ACTIVITY | A single number is expected: the count of lines in the records below that contain "positions".

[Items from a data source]
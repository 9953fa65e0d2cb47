//! # Money
//!
//! Prices are held as whole cents in a `u64`. Operator input like `10.5` or
//! `3.999` is parsed as a [`Decimal`] and rounded to cents, so no binary
//! floating point is involved anywhere between the prompt and the store.
//!
//! ```text
//!   "10.555" ──parse──► Money(1056) ──Display──► "10.56"
//!   Money(1000) × 3 ──► Money(3000)   (Total_Value)
//! ```
//!
//! ## Usage
//! ```rust
//! use stockroom::money::Money;
//!
//! let price: Money = "10.00".parse().unwrap();
//! assert_eq!(price.cents(), 1000);
//! assert_eq!(price.checked_mul_quantity(3), Some(Money::from_cents(3000)));
//! assert_eq!(price.to_string(), "10.00");
//! ```

use std::fmt;
use std::str::FromStr;

use rust_decimal::prelude::ToPrimitive;
use rust_decimal::{Decimal, RoundingStrategy};
use serde::{Deserialize, Serialize};
use thiserror::Error;

/// A non-negative amount in cents.
#[derive(Debug, Clone, Copy, Default, PartialEq, Eq, PartialOrd, Ord, Hash, Serialize, Deserialize)]
pub struct Money(u64);

/// Why a decimal string could not become [`Money`].
#[derive(Debug, Clone, Copy, PartialEq, Eq, Error)]
pub enum MoneyParseError {
    #[error("not a decimal number")]
    Invalid,
    #[error("negative amount")]
    Negative,
    #[error("amount too large")]
    Overflow,
}

impl Money {
    #[inline]
    pub const fn from_cents(cents: u64) -> Self {
        Money(cents)
    }

    #[inline]
    pub const fn zero() -> Self {
        Money(0)
    }

    #[inline]
    pub const fn cents(&self) -> u64 {
        self.0
    }

    /// Whole-unit portion.
    #[inline]
    pub const fn dollars(&self) -> u64 {
        self.0 / 100
    }

    /// Cents portion (always 0-99).
    #[inline]
    pub const fn cents_part(&self) -> u64 {
        self.0 % 100
    }

    /// Multiplies a unit price by a quantity, or `None` on overflow.
    ///
    /// ```rust
    /// use stockroom::money::Money;
    ///
    /// let unit = Money::from_cents(299);
    /// assert_eq!(unit.checked_mul_quantity(3), Some(Money::from_cents(897)));
    /// assert_eq!(unit.checked_mul_quantity(u64::MAX), None);
    /// ```
    #[inline]
    pub fn checked_mul_quantity(&self, qty: u64) -> Option<Self> {
        self.0.checked_mul(qty).map(Money)
    }
}

/// Renders as `<units>.<cents>` with exactly two decimals and no currency sign.
impl fmt::Display for Money {
    fn fmt(&self, f: &mut fmt::Formatter<'_>) -> fmt::Result {
        let text = format!("{}.{:02}", self.dollars(), self.cents_part());
        f.pad(&text)
    }
}

/// Parses plain decimal text, rounding half-up to two decimals.
///
/// Accepts an optional sign, digits, and an optional fractional part
/// (`"10"`, `"10."`, `".5"`, `"+3.999"`). Exponents and digit separators are
/// rejected. A minus sign is only rejected when the rounded amount is
/// non-zero.
impl FromStr for Money {
    type Err = MoneyParseError;

    fn from_str(s: &str) -> Result<Self, Self::Err> {
        let s = s.trim();
        let body = s.strip_prefix(['-', '+']).unwrap_or(s);
        let (whole, frac) = body.split_once('.').unwrap_or((body, ""));

        let all_digits = |part: &str| part.bytes().all(|b| b.is_ascii_digit());
        if (whole.is_empty() && frac.is_empty()) || !all_digits(whole) || !all_digits(frac) {
            return Err(MoneyParseError::Invalid);
        }

        let sign = if s.starts_with('-') { "-" } else { "" };
        let whole = if whole.is_empty() { "0" } else { whole };
        let canonical = if frac.is_empty() {
            format!("{sign}{whole}")
        } else {
            format!("{sign}{whole}.{frac}")
        };

        // Well-formed text that Decimal cannot hold is out of range.
        let amount = Decimal::from_str(&canonical)
            .map_err(|_| MoneyParseError::Overflow)?
            .round_dp_with_strategy(2, RoundingStrategy::MidpointAwayFromZero);

        if amount.is_sign_negative() && !amount.is_zero() {
            return Err(MoneyParseError::Negative);
        }

        amount
            .abs()
            .checked_mul(Decimal::ONE_HUNDRED)
            .and_then(|cents| cents.to_u64())
            .map(Money)
            .ok_or(MoneyParseError::Overflow)
    }
}

#[cfg(test)]
mod tests {
    use super::*;

    fn parse(s: &str) -> Result<u64, MoneyParseError> {
        s.parse::<Money>().map(|m| m.cents())
    }

    #[test]
    fn test_parse_plain_forms() {
        assert_eq!(parse("10"), Ok(1000));
        assert_eq!(parse("10.5"), Ok(1050));
        assert_eq!(parse("10."), Ok(1000));
        assert_eq!(parse(".25"), Ok(25));
        assert_eq!(parse("+3.10"), Ok(310));
        assert_eq!(parse("  7.00  "), Ok(700));
    }

    #[test]
    fn test_parse_rounds_half_up() {
        assert_eq!(parse("1.005"), Ok(101));
        assert_eq!(parse("1.004"), Ok(100));
        assert_eq!(parse("3.999"), Ok(400));
        assert_eq!(parse("0.0049"), Ok(0));
    }

    #[test]
    fn test_parse_rejects_garbage() {
        assert_eq!(parse(""), Err(MoneyParseError::Invalid));
        assert_eq!(parse("."), Err(MoneyParseError::Invalid));
        assert_eq!(parse("abc"), Err(MoneyParseError::Invalid));
        assert_eq!(parse("1.2.3"), Err(MoneyParseError::Invalid));
        assert_eq!(parse("1e3"), Err(MoneyParseError::Invalid));
        assert_eq!(parse("--1"), Err(MoneyParseError::Invalid));
        assert_eq!(parse("1_000"), Err(MoneyParseError::Invalid));
        assert_eq!(parse("-"), Err(MoneyParseError::Invalid));
    }

    #[test]
    fn test_parse_negative() {
        assert_eq!(parse("-1.00"), Err(MoneyParseError::Negative));
        assert_eq!(parse("-0"), Ok(0));
        assert_eq!(parse("-0.001"), Ok(0));
    }

    #[test]
    fn test_parse_overflow() {
        assert_eq!(parse("999999999999999999999"), Err(MoneyParseError::Overflow));
        assert_eq!(parse("184467440737095516.16"), Err(MoneyParseError::Overflow));
        assert_eq!(parse("184467440737095516.15"), Ok(u64::MAX));
        assert_eq!(
            parse("99999999999999999999999999999999999999"),
            Err(MoneyParseError::Overflow)
        );
    }

    #[test]
    fn test_parse_rounds_long_fractions() {
        assert_eq!(parse("0.125"), Ok(13));
        assert_eq!(parse("2.994999999999"), Ok(299));
        assert_eq!(parse("-0.004"), Ok(0));
    }

    #[test]
    fn test_display() {
        assert_eq!(Money::from_cents(0).to_string(), "0.00");
        assert_eq!(Money::from_cents(5).to_string(), "0.05");
        assert_eq!(Money::from_cents(123456).to_string(), "1234.56");
        assert_eq!(format!("{:>8}", Money::from_cents(150)), "    1.50");
    }

    #[test]
    fn test_display_reparses_to_same_value() {
        for cents in [0, 1, 99, 100, 1001, 987654321] {
            let money = Money::from_cents(cents);
            assert_eq!(money.to_string().parse::<Money>(), Ok(money));
        }
    }
}
//! Inventory records: typed values, validation, and construction.

mod builder;
mod item;
mod value;

pub use builder::{ItemBuilder, build_record};
pub use item::Item;
pub use value::{FieldValue, normalize_text, parse_count, parse_identifier, parse_price};
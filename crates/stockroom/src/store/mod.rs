//! Durable storage for the inventory table.
//!
//! The [`Store`] trait is the seam between the editor and the file on disk:
//! whole-table load, whole-table save, and single-row append. [`CsvStore`] is
//! the delimited-file implementation.
//!
//! There is no locking. If another process rewrites the file between a load
//! and a save, the later save wins.

mod delimited;
mod metadata;

pub use delimited::CsvStore;
pub use metadata::StoreMetadata;

use std::path::Path;

use crate::error::Result;
use crate::record::Item;
use crate::table::Table;

/// Store configuration.
#[derive(Debug, Clone)]
pub struct StoreConfig {
    /// Field delimiter.
    pub delimiter: u8,
}

impl Default for StoreConfig {
    fn default() -> Self {
        Self { delimiter: b',' }
    }
}

/// Load-all / overwrite-all access to a persisted table.
pub trait Store {
    /// Read the whole table.
    fn load(&self) -> Result<(Table, StoreMetadata)>;

    /// Replace the stored table with `table`.
    fn save(&self, table: &Table) -> Result<()>;

    /// Add one item after the existing rows without rewriting them.
    fn append(&self, item: &Item) -> Result<()>;

    /// Content fingerprint of what is currently on disk.
    fn fingerprint(&self) -> Result<String>;

    /// Where the store lives.
    fn path(&self) -> &Path;
}
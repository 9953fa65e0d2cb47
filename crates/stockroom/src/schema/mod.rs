//! The fixed inventory schema.
//!
//! The schema is a process-wide constant: an ordered list of [`Field`]s, each
//! with a [`FieldKind`]. The store header, the add-item prompts, and the report
//! columns all follow this order.

mod field;
mod types;

pub use field::Field;
pub use types::FieldKind;

/// All fields in schema order.
pub fn fields() -> &'static [Field] {
    &Field::ALL
}

/// Fields an operator supplies when creating a record.
pub fn input_fields() -> impl Iterator<Item = Field> {
    Field::ALL.into_iter().filter(|f| f.kind().is_input())
}

/// Column names in schema order.
pub fn header() -> Vec<&'static str> {
    Field::ALL.iter().map(Field::name).collect()
}

/// Returns true if `name` is a computed column. Unknown names are not derived.
pub fn is_derived(name: &str) -> bool {
    kind_of(name) == Some(FieldKind::Derived)
}

/// Kind of the column named `name`, if it exists.
pub fn kind_of(name: &str) -> Option<FieldKind> {
    name.parse::<Field>().ok().map(|f| f.kind())
}
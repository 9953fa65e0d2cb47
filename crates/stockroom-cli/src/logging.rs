//! Diagnostic logging setup.

use tracing_subscriber::{EnvFilter, fmt};

const DEFAULT_LOG_FILTER: &str = "warn";

/// Send `tracing` output to stderr. `RUST_LOG` overrides the default filter.
///
/// Operator prompts go to stdout and never pass through here.
pub fn init_logging() {
    let filter = EnvFilter::try_from_default_env().unwrap_or_else(|_| EnvFilter::new(DEFAULT_LOG_FILTER));

    fmt()
        .with_env_filter(filter)
        .with_writer(std::io::stderr)
        .with_target(false)
        .init();
}
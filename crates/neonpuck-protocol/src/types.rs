//! Identity, channel, and envelope types shared by every message.
//!
//! Everything in this module travels on the wire, so serde attributes here
//! define the JSON shapes clients see.

use std::fmt;
use std::str::FromStr;

use serde::{Deserialize, Serialize};

use crate::ProtocolError;

// ---------------------------------------------------------------------------
// Identity types
// ---------------------------------------------------------------------------

/// Identifies one connected participant for the lifetime of its connection.
///
/// Rooms key slots and rematch votes by this id, so a participant who votes
/// twice still counts once.
#[derive(Debug, Clone, Copy, PartialEq, Eq, Hash, Serialize, Deserialize)]
#[serde(transparent)]
pub struct ParticipantId(pub u64);

impl fmt::Display for ParticipantId {
    fn fmt(&self, f: &mut fmt::Formatter<'_>) -> fmt::Result {
        write!(f, "P-{}", self.0)
    }
}

/// A four-letter room code such as `KQZT`.
///
/// Codes use [`RoomCode::ALPHABET`], which leaves out `I`, `L`, and `O`
/// because they are easy to confuse with `1` and `0` when read aloud or
/// typed on a phone. Serialized as a plain string.
#[derive(Debug, Clone, Copy, PartialEq, Eq, Hash, Serialize, Deserialize)]
#[serde(try_from = "String", into = "String")]
pub struct RoomCode([u8; RoomCode::LEN]);

impl RoomCode {
    /// Characters a code may contain.
    pub const ALPHABET: &'static [u8] = b"ABCDEFGHJKMNPQRSTUVWXYZ";

    /// Number of characters in a code.
    pub const LEN: usize = 4;

    /// Builds a code from alphabet positions. Indices wrap around the
    /// alphabet, so any `usize` produces a valid code.
    pub fn from_indices(indices: [usize; Self::LEN]) -> Self {
        Self(indices.map(|i| Self::ALPHABET[i % Self::ALPHABET.len()]))
    }

    /// Parses user input: surrounding whitespace is trimmed and letters are
    /// upper-cased before validation.
    ///
    /// # Errors
    /// [`ProtocolError::InvalidRoomCode`] unless the result is exactly
    /// [`LEN`](Self::LEN) characters from [`ALPHABET`](Self::ALPHABET).
    pub fn parse(input: &str) -> Result<Self, ProtocolError> {
        let normalized = input.trim().to_ascii_uppercase();
        let bytes = normalized.as_bytes();
        if bytes.len() != Self::LEN || !bytes.iter().all(|b| Self::ALPHABET.contains(b)) {
            return Err(ProtocolError::InvalidRoomCode(input.to_string()));
        }
        let mut code = [0u8; Self::LEN];
        code.copy_from_slice(bytes);
        Ok(Self(code))
    }

    pub fn as_str(&self) -> &str {
        // Only ALPHABET bytes are ever stored, all of them ASCII.
        std::str::from_utf8(&self.0).unwrap_or_default()
    }
}

impl FromStr for RoomCode {
    type Err = ProtocolError;

    fn from_str(s: &str) -> Result<Self, Self::Err> {
        Self::parse(s)
    }
}

impl TryFrom<String> for RoomCode {
    type Error = ProtocolError;

    fn try_from(value: String) -> Result<Self, Self::Error> {
        Self::parse(&value)
    }
}

impl From<RoomCode> for String {
    fn from(code: RoomCode) -> String {
        code.as_str().to_string()
    }
}

impl fmt::Display for RoomCode {
    fn fmt(&self, f: &mut fmt::Formatter<'_>) -> fmt::Result {
        f.write_str(self.as_str())
    }
}

// ---------------------------------------------------------------------------
// Channel: delivery guarantees
// ---------------------------------------------------------------------------

/// How a message must be delivered.
///
/// Every message type declares its channel through [`Delivery`]; nothing
/// picks a channel ad hoc at the send site.
#[derive(Debug, Clone, Copy, PartialEq, Eq, Serialize, Deserialize, Default)]
#[serde(rename_all = "PascalCase")]
pub enum Channel {
    /// Must arrive, in order. Lifecycle events: joins, countdown, goals.
    #[default]
    ReliableOrdered,

    /// May be dropped or arrive late; the next one supersedes it.
    /// Snapshots and paddle positions.
    Unreliable,
}

impl Channel {
    pub fn is_reliable(self) -> bool {
        matches!(self, Self::ReliableOrdered)
    }
}

/// Implemented by every message type to state its delivery class.
pub trait Delivery {
    fn channel(&self) -> Channel;
}

// ---------------------------------------------------------------------------
// Envelope: the top-level wire format
// ---------------------------------------------------------------------------

/// Every frame on the wire is an envelope around one message.
///
/// ```text
/// { "seq": 42, "timestamp": 15000, "channel": "Unreliable",
///   "payload": { "type": "state-snapshot", ... } }
/// ```
///
/// `seq` is per connection and per direction. The server uses the client's
/// `seq` to discard paddle updates that arrive after a newer one.
#[derive(Debug, Clone, PartialEq, Serialize, Deserialize)]
pub struct Envelope<M> {
    /// Sender's frame counter, starting at 1. A gap on the receiving side
    /// means unreliable frames were dropped.
    pub seq: u64,

    /// Milliseconds since the sender started.
    pub timestamp: u64,

    /// Defaults to `ReliableOrdered` when absent.
    #[serde(default)]
    pub channel: Channel,

    pub payload: M,
}

impl<M: Delivery> Envelope<M> {
    /// Wraps a message, taking the channel from the message type.
    ///
    /// The `channel` field is informational for the receiver; the sender
    /// already chose how to transmit the frame.
    pub fn wrap(seq: u64, timestamp: u64, payload: M) -> Self {
        Self {
            seq,
            timestamp,
            channel: payload.channel(),
            payload,
        }
    }
}

#[cfg(test)]
mod tests {
    use super::*;

    #[test]
    fn test_participant_id_serializes_as_plain_number() {
        assert_eq!(serde_json::to_string(&ParticipantId(42)).unwrap(), "42");
        assert_eq!(ParticipantId(7).to_string(), "P-7");
    }

    #[test]
    fn test_room_code_parse_normalizes_case_and_whitespace() {
        let code = RoomCode::parse("  kqzt ").unwrap();
        assert_eq!(code.as_str(), "KQZT");
    }

    #[test]
    fn test_room_code_rejects_ambiguous_letters() {
        for bad in ["ABCI", "LOVE", "ABC0"] {
            assert!(
                matches!(RoomCode::parse(bad), Err(ProtocolError::InvalidRoomCode(_))),
                "{bad} should be rejected"
            );
        }
    }

    #[test]
    fn test_room_code_rejects_wrong_length() {
        assert!(RoomCode::parse("ABC").is_err());
        assert!(RoomCode::parse("ABCDE").is_err());
        assert!(RoomCode::parse("").is_err());
    }

    #[test]
    fn test_room_code_from_indices_wraps() {
        let code = RoomCode::from_indices([0, 1, 23, 47]);
        assert_eq!(code.as_str(), "ABAB");
    }

    #[test]
    fn test_room_code_json_is_a_string() {
        let code = RoomCode::parse("WXYZ").unwrap();
        assert_eq!(serde_json::to_string(&code).unwrap(), "\"WXYZ\"");
        let back: RoomCode = serde_json::from_str("\"wxyz\"").unwrap();
        assert_eq!(back, code);
        assert!(serde_json::from_str::<RoomCode>("\"IIII\"").is_err());
    }

    #[test]
    fn test_channel_default_is_reliable() {
        assert_eq!(Channel::default(), Channel::ReliableOrdered);
        assert!(Channel::ReliableOrdered.is_reliable());
        assert!(!Channel::Unreliable.is_reliable());
    }

    #[test]
    fn test_envelope_channel_defaults_when_missing() {
        let json = r#"{ "seq": 1, "timestamp": 100, "payload": 5 }"#;
        let envelope: Envelope<u32> = serde_json::from_str(json).unwrap();
        assert_eq!(envelope.channel, Channel::ReliableOrdered);
    }
}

PROBLEM SOLUTION | 2